=== TASK DIRECTIONS ===
Nothing in the records may change. Output them all exactly.

---------- INPUT ----------

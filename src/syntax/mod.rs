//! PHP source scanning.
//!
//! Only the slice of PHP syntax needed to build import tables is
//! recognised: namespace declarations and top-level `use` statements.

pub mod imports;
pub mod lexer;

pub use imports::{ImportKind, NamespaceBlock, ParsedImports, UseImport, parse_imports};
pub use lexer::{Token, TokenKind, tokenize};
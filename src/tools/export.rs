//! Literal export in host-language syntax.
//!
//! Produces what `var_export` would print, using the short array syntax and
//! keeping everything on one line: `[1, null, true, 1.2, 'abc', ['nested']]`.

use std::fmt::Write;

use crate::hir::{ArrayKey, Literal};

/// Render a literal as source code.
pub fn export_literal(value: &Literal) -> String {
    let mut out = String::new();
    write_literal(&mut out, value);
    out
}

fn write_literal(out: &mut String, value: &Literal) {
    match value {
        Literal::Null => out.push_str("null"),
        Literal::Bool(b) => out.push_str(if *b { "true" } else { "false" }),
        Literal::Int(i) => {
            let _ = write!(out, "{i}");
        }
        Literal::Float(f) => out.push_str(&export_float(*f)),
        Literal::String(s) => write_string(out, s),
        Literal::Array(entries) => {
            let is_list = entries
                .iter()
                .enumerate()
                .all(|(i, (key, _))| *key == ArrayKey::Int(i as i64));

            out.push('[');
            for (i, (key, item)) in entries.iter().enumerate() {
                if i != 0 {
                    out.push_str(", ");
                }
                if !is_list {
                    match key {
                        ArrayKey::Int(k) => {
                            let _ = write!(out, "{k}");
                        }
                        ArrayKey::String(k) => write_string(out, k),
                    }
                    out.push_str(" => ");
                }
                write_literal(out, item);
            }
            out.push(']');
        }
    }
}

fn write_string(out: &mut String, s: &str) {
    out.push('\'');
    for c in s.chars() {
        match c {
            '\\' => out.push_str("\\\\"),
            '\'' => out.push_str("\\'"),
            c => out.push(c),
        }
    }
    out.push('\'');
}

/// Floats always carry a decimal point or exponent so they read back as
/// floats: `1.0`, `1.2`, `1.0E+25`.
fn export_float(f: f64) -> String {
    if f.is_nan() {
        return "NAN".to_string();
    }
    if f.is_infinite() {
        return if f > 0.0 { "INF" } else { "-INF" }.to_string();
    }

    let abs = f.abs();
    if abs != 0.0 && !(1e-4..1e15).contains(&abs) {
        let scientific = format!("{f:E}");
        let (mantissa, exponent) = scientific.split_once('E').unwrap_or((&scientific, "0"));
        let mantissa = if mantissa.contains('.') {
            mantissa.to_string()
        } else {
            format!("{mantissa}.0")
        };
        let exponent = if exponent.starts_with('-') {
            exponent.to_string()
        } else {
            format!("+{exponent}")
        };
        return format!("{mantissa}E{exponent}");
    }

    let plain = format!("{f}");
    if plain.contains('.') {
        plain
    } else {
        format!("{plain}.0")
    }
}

----------

=== RESULT FOR THIS TASK ===
filename src/syntax/mod.rs
//! PHP source scanning.
//!
//! Only the slice of PHP syntax needed to build import tables is
//! recognised: namespace declarations and top-level `use` statements.

pub mod imports;
pub mod lexer;

pub use imports::{ImportKind, NamespaceBlock, ParsedImports, UseImport, parse_imports};
pub use lexer::{Token, TokenKind, tokenize};
filename src/tools/export.rs
//! Literal export in host-language syntax.
//!
//! Produces what `var_export` would print, using the short array syntax and
//! keeping everything on one line: `[1, null, true, 1.2, 'abc', ['nested']]`.

use std::fmt::Write;

use crate::hir::{ArrayKey, Literal};

/// Render a literal as source code.
pub fn export_literal(value: &Literal) -> String {
    let mut out = String::new();
    write_literal(&mut out, value);
    out
}

fn write_literal(out: &mut String, value: &Literal) {
    match value {
        Literal::Null => out.push_str("null"),
        Literal::Bool(b) => out.push_str(if *b { "true" } else { "false" }),
        Literal::Int(i) => {
            let _ = write!(out, "{i}");
        }
        Literal::Float(f) => out.push_str(&export_float(*f)),
        Literal::String(s) => write_string(out, s),
        Literal::Array(entries) => {
            let is_list = entries
                .iter()
                .enumerate()
                .all(|(i, (key, _))| *key == ArrayKey::Int(i as i64));

            out.push('[');
            for (i, (key, item)) in entries.iter().enumerate() {
                if i != 0 {
                    out.push_str(", ");
                }
                if !is_list {
                    match key {
                        ArrayKey::Int(k) => {
                            let _ = write!(out, "{k}");
                        }
                        ArrayKey::String(k) => write_string(out, k),
                    }
                    out.push_str(" => ");
                }
                write_literal(out, item);
            }
            out.push(']');
        }
    }
}

fn write_string(out: &mut String, s: &str) {
    out.push('\'');
    for c in s.chars() {
        match c {
            '\\' => out.push_str("\\\\"),
            '\'' => out.push_str("\\'"),
            c => out.push(c),
        }
    }
    out.push('\'');
}

/// Floats always carry a decimal point or exponent so they read back as
/// floats: `1.0`, `1.2`, `1.0E+25`.
fn export_float(f: f64) -> String {
    if f.is_nan() {
        return "NAN".to_string();
    }
    if f.is_infinite() {
        return if f > 0.0 { "INF" } else { "-INF" }.to_string();
    }

    let abs = f.abs();
    if abs != 0.0 && !(1e-4..1e15).contains(&abs) {
        let scientific = format!("{f:E}");
        let (mantissa, exponent) = scientific.split_once('E').unwrap_or((&scientific, "0"));
        let mantissa = if mantissa.contains('.') {
            mantissa.to_string()
        } else {
            format!("{mantissa}.0")
        };
        let exponent = if exponent.starts_with('-') {
            exponent.to_string()
        } else {
            format!("+{exponent}")
        };
        return format!("{mantissa}E{exponent}");
    }

    let plain = format!("{f}");
    if plain.contains('.') {
        plain
    } else {
        format!("{plain}.0")
    }
}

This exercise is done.